Sometimes I have thought to myself, “Self, wouldn’t it be great if you could just skip to and play the checkers late game with someone so they don’t get fatigued and chicken out?” That’s kind of what Chung-Toi feels like to play. Chung-Toi, a product of House-of-Chung Enterprises, bills itself as “Tic-Tac-Toe with a Twist.” Copyrighted in 1985 and designed for two players only, the objective of this game is to get three of your pieces in a row. The game contains a 3-by-3 board with three white pieces and three red pieces.

The rules are pretty simple. Both players decide who goes first. Taking turns, each player places a piece on the board until all pieces have been placed. Each piece is in the shape of an octagon and has arrows on four sides. When turned one direction, a piece’s arrows will be pointed horizontally and vertically on the game board. When turned one-eighth of a turn from that position, the arrows are pointed diagonally across the game board. These arrows indicate the direction that piece is allowed to move in a later turn, so when you place your pieces make sure you’re happy with the direction you’ve got the arrows pointing.
Once all pieces are placed, if no player already has three pieces in a row, a player may move one of her pieces in the following ways. A piece may be moved in one direction indicated by the current position of the arrows across the board either to an adjacent empty position or to hop over a piece to an empty position two spaces away from the piece’s current position. When moving any piece, the player may reorient the piece’s arrows in any configuration they choose. A piece may also be rotated to change its arrow configuration from diagonal to horizontal/vertical and vice-versa. Finally, a player may rotate a piece such that its current arrow configuration does not change, in essence passing on her turn.

Playing this game starts out feeling like a simple game of tic-tac-toe, but once all pieces are on the board, it is a puzzle to figure out how to arrange your own pieces while not compromising the positions you are holding that are keeping your opponent from winning. This game won a Mensa award in 1994. It’s really easy to pickup and teach. It’s moderately simple to get decent at this game when playing with other beginners, but becomes a delightful challenge to learn how to master besting an opponent when similarly matched.
I was unable to find a website or any real information on House-of-Chung Enterprises. According to the game box, W. Reginald Chung from Tifton, Georgia holds the copyright on Chung-Toi. It’s such a simple game, you could actually scrawl out a playing field using chalk on pavement and then use make-shift objects to designate player’s pieces and directions if you were out at camp and had no games with you.

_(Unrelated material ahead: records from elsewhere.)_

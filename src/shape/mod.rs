//! Composites built out of points: lines, blueprint shapes and text.

mod blueprint;
mod line;
#[allow(clippy::module_inception)]
mod shape;
mod text;
mod traits;

pub use blueprint::{text_to_blueprint, Blueprint, BlueprintEntry, BlueprintKind, Offset};
pub use line::{HLine, VLine};
pub use shape::Shape;
pub use text::Text;
pub use traits::Figure;
pub(crate) use traits::remove_all;
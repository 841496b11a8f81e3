//! Blueprints: tagged lists of characters at offsets, loaded from JSON.
//!
//! On the wire a blueprint is a JSON array whose first element is the kind
//! tag and whose remaining elements are entries:
//!
//! ```json
//! ["custom", {"char": "a", "pos": {"x": 0, "y": 0}, "font": 0}]
//! ```

use crate::error::Result;
use crate::style::FontId;
use serde::de::{self, SeqAccess, Visitor};
use serde::ser::SerializeSeq;
use serde::{Deserialize, Deserializer, Serialize, Serializer};
use std::fmt;
use std::fs;
use std::path::Path;

/// The declared kind of a blueprint.
#[derive(Debug, Clone, PartialEq, Eq, Hash)]
pub enum BlueprintKind {
    /// Free-form entries; the only kind a [`Shape`](super::Shape) can build.
    Custom,
    /// Rectangle outline.
    Rectangle,
    /// Menu frame.
    MenuBox,
    /// Per-character text.
    TextChar,
    /// Per-word text.
    TextWord,
    /// Per-sentence text.
    TextSentence,
    /// A tag this crate does not know.
    Other(String),
}

impl BlueprintKind {
    /// Parse a wire tag. Unknown tags are kept as [`BlueprintKind::Other`].
    pub fn from_tag(tag: &str) -> Self {
        match tag {
            "custom" => Self::Custom,
            "rectangle" => Self::Rectangle,
            "menubox" => Self::MenuBox,
            "textchar" => Self::TextChar,
            "textword" => Self::TextWord,
            "textsentence" => Self::TextSentence,
            other => Self::Other(other.to_owned()),
        }
    }

    /// The wire tag.
    pub fn tag(&self) -> &str {
        match self {
            Self::Custom => "custom",
            Self::Rectangle => "rectangle",
            Self::MenuBox => "menubox",
            Self::TextChar => "textchar",
            Self::TextWord => "textword",
            Self::TextSentence => "textsentence",
            Self::Other(tag) => tag,
        }
    }

    /// Whether a [`Shape`](super::Shape) can be built from this kind.
    pub const fn builds_shapes(&self) -> bool {
        matches!(self, Self::Custom)
    }
}

impl fmt::Display for BlueprintKind {
    fn fmt(&self, f: &mut fmt::Formatter<'_>) -> fmt::Result {
        f.write_str(self.tag())
    }
}

/// Position of an entry relative to the shape origin.
#[derive(Debug, Clone, Copy, Default, PartialEq, Eq, Serialize, Deserialize)]
pub struct Offset {
    /// Columns right of the origin.
    pub x: u16,
    /// Rows below the origin.
    pub y: u16,
}

/// One character of a blueprint.
#[derive(Debug, Clone, Copy, PartialEq, Eq, Serialize, Deserialize)]
pub struct BlueprintEntry {
    /// Character to draw.
    #[serde(rename = "char")]
    pub ch: char,
    /// Offset from the shape origin.
    pub pos: Offset,
    /// Font id; `null` draws with the terminal default.
    pub font: Option<FontId>,
}

impl BlueprintEntry {
    /// Create an entry.
    pub const fn new(ch: char, x: u16, y: u16, font: Option<FontId>) -> Self {
        Self {
            ch,
            pos: Offset { x, y },
            font,
        }
    }
}

/// A kind tag plus the entries that follow it.
#[derive(Debug, Clone, PartialEq, Eq)]
pub struct Blueprint {
    kind: BlueprintKind,
    entries: Vec<BlueprintEntry>,
}

impl Blueprint {
    /// An empty blueprint of the given kind.
    pub const fn new(kind: BlueprintKind) -> Self {
        Self {
            kind,
            entries: Vec::new(),
        }
    }

    /// Append an entry.
    pub fn push(&mut self, entry: BlueprintEntry) {
        self.entries.push(entry);
    }

    /// Parse an inline JSON blueprint.
    pub fn from_json_str(json: &str) -> Result<Self> {
        let blueprint: Self = serde_json::from_str(json)?;
        tracing::debug!(kind = %blueprint.kind, entries = blueprint.len(), "loaded blueprint");
        Ok(blueprint)
    }

    /// Read a JSON blueprint from a file.
    pub fn load(path: impl AsRef<Path>) -> Result<Self> {
        let json = fs::read_to_string(path)?;
        Self::from_json_str(&json)
    }

    /// Serialize to the JSON wire form.
    pub fn to_json_string(&self) -> Result<String> {
        Ok(serde_json::to_string(self)?)
    }

    /// Write the JSON wire form to a file.
    pub fn save(&self, path: impl AsRef<Path>) -> Result<()> {
        fs::write(path, self.to_json_string()?)?;
        Ok(())
    }

    /// The declared kind.
    pub const fn kind(&self) -> &BlueprintKind {
        &self.kind
    }

    /// Entries in file order.
    pub fn entries(&self) -> &[BlueprintEntry] {
        &self.entries
    }

    /// Number of entries, not counting the kind tag.
    pub fn len(&self) -> usize {
        self.entries.len()
    }

    /// Whether there are no entries.
    pub fn is_empty(&self) -> bool {
        self.entries.is_empty()
    }
}

impl Serialize for Blueprint {
    fn serialize<S: Serializer>(&self, serializer: S) -> std::result::Result<S::Ok, S::Error> {
        let mut seq = serializer.serialize_seq(Some(self.entries.len() + 1))?;
        seq.serialize_element(self.kind.tag())?;
        for entry in &self.entries {
            seq.serialize_element(entry)?;
        }
        seq.end()
    }
}

impl<'de> Deserialize<'de> for Blueprint {
    fn deserialize<D: Deserializer<'de>>(deserializer: D) -> std::result::Result<Self, D::Error> {
        struct BlueprintVisitor;

        impl<'de> Visitor<'de> for BlueprintVisitor {
            type Value = Blueprint;

            fn expecting(&self, f: &mut fmt::Formatter<'_>) -> fmt::Result {
                f.write_str("an array starting with a blueprint kind tag")
            }

            fn visit_seq<A: SeqAccess<'de>>(self, mut seq: A) -> std::result::Result<Blueprint, A::Error> {
                let tag: String = seq
                    .next_element()?
                    .ok_or_else(|| de::Error::custom("blueprint is missing its kind tag"))?;
                let mut blueprint = Blueprint::new(BlueprintKind::from_tag(&tag));
                while let Some(entry) = seq.next_element()? {
                    blueprint.push(entry);
                }
                Ok(blueprint)
            }
        }

        deserializer.deserialize_seq(BlueprintVisitor)
    }
}

/// Lay out text as a custom blueprint, one entry per character.
///
/// Lines split on `\n` (a trailing `\r` is dropped); each character sits
/// at `(column, line)`.
pub fn text_to_blueprint(text: &str, font: impl Into<Option<FontId>>) -> Blueprint {
    let font = font.into();
    let mut blueprint = Blueprint::new(BlueprintKind::Custom);
    for (row, line) in split_lines(text).enumerate() {
        let y = u16::try_from(row).unwrap_or(u16::MAX);
        for (col, ch) in line.chars().enumerate() {
            let x = u16::try_from(col).unwrap_or(u16::MAX);
            blueprint.push(BlueprintEntry::new(ch, x, y, font));
        }
    }
    blueprint
}

/// Lines of `text`, accepting both `\n` and `\r\n` endings.
pub(crate) fn split_lines(text: &str) -> impl Iterator<Item = &str> {
    text.split('\n').map(|line| line.strip_suffix('\r').unwrap_or(line))
}
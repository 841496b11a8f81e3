//! Point module: single character cells and the registry of live ones.
//!
//! Points are plain values. A [`PointHandle`] registers its point with a
//! [`PointRegistry`] and remembers the returned [`PointId`] so the owner can
//! take it off screen again.

#[allow(clippy::module_inception)]
mod point;
mod registry;

pub use point::{Point, PointHandle};
pub use registry::{PointId, PointRegistry};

I found a copy on Ebay selling for under 10 dollars. This seems like a worthwhile price to me. The biggest issue with paying too much for this game is that it literally feels like the end game to another game. The box claims that the “average playing time is 7 minutes per game.” I have yet to play a game of Chung-Toi that came close to 7 minutes, which would make me wonder if I was really getting my money’s worth. On the whole though, this is an excellent game to play with someone who has a short attention span, when you have only a little bit of time to waste, or you’re out in the woods with nothing to do.